Forcing these kinds of wage hikes hobbles businesses that generate a significant portion of city revenues, which amounts to “shooting taxpayers in the foot,” Hillan said.

Coming soon: campaigning

But how much the two cities depend on hotel room taxes (“transient occupancy tax,” or TOT) to pay for public services is another area where Anaheim and Long Beach diverge.

This fiscal year, the $23.1 million in TOT that Long Beach expects to collect makes it the seventh largest source of revenue to the nearly $677 million general fund, which covers basics like police, trash pickup and street paving.

In Anaheim, TOT is No. 1, with this year’s projected $236.2 million accounting for 40% of general fund resources.

That could mean less panic in Long Beach about whether giving hotel workers raises will hurt the industry, but Hillan thinks it still matters.

While some people’s perception is that all hotels are part of bigger brands, such as Marriott, Hyatt or even Motel 6, many are family-run and some have kept the same workers for years, he said—and an economic blow on the heels of the pandemic would be more than some could bear. (Long Beach’s measure would exempt hotels with 100 or fewer rooms.)

As the March primary draws closer, Long Beach voters should expect to see a campaign promoting the hotel worker wage increase.
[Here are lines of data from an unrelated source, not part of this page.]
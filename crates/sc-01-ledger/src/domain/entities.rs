//! # Ledger Entities
//!
//! Batch operations written into a store at commit, and the deterministic
//! state hash every replica computes over a committed key space.

use sha3::{Digest, Keccak256};
use shared_types::Hash;

/// A single write applied to a store.
#[derive(Debug, Clone, PartialEq, Eq)]
pub enum BatchOperation {
    /// Put a key-value pair.
    Put { key: Vec<u8>, value: Vec<u8> },
    /// Delete a key.
    Delete { key: Vec<u8> },
}

impl BatchOperation {
    /// Create a Put operation.
    pub fn put(key: impl Into<Vec<u8>>, value: impl Into<Vec<u8>>) -> Self {
        BatchOperation::Put {
            key: key.into(),
            value: value.into(),
        }
    }

    /// Create a Delete operation.
    pub fn delete(key: impl Into<Vec<u8>>) -> Self {
        BatchOperation::Delete { key: key.into() }
    }

    /// The key this operation touches.
    pub fn key(&self) -> &[u8] {
        match self {
            BatchOperation::Put { key, .. } | BatchOperation::Delete { key } => key,
        }
    }
}

/// Hash of a key space iterated in ascending key order.
///
/// Each entry contributes `len(key) || key || len(value) || value` with
/// big-endian u32 lengths, so no two distinct key spaces share an encoding.
pub fn state_hash<'a, I>(entries: I) -> Hash
where
    I: IntoIterator<Item = (&'a [u8], &'a [u8])>,
{
    let mut hasher = Keccak256::new();
    for (key, value) in entries {
        hasher.update((key.len() as u32).to_be_bytes());
        hasher.update(key);
        hasher.update((value.len() as u32).to_be_bytes());
        hasher.update(value);
    }
    let result = hasher.finalize();
    let mut hash = [0u8; 32];
    hash.copy_from_slice(&result);
    hash
}

#[cfg(test)]
mod tests {
    use super::*;

    #[test]
    fn test_state_hash_distinguishes_boundaries() {
        let a: Vec<(&[u8], &[u8])> = vec![(b"ab", b"c")];
        let b: Vec<(&[u8], &[u8])> = vec![(b"a", b"bc")];
        assert_ne!(state_hash(a), state_hash(b));
    }

    #[test]
    fn test_state_hash_empty_is_keccak_of_nothing() {
        let empty: Vec<(&[u8], &[u8])> = vec![];
        assert_eq!(state_hash(empty), shared_types::keccak256(b""));
    }
}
Briceño said it will likely be the union’s typical ground game: door-knocking in neighborhoods, text messages to voters, mailers and community organizing.

“I’m super optimistic about our campaign in Long Beach,” she said. “Obviously (the issue) has the support of the council.”

Hillan said it’s too early to say how opposition to Long Beach’s measure will take shape or whether the L.A. hotel association will lend its financial support.

Urch, the political consultant, thinks Unite Here will have to find a new message that will reach people in Long Beach.

They can’t take the worker safety angle, he said, because Long Beach already requires panic buttons—voters approved that in a 2018 measure.

Briceño’s pitch continues to be that many hospitality workers are priced out of the communities where they work and some are “one paycheck away from homeless and living in the streets.”

But Urch said pushing for higher pay alone may not cut ice with residents who are also struggling and may wonder, why single out one industry?

Compared with Anaheim, however, the union may have one advantage in Long Beach: there’s no one powerful entity that could galvanize the opposition and spend whatever it takes.

“When we look at ballot propositions, the side with the most money usually wins,” said Smoller, the political scientist.

“It’s not always the case, but it’s most often the case.”

Editor’s note: This story was corrected to show the accurate timeline for the proposed wage increases in Long Beach.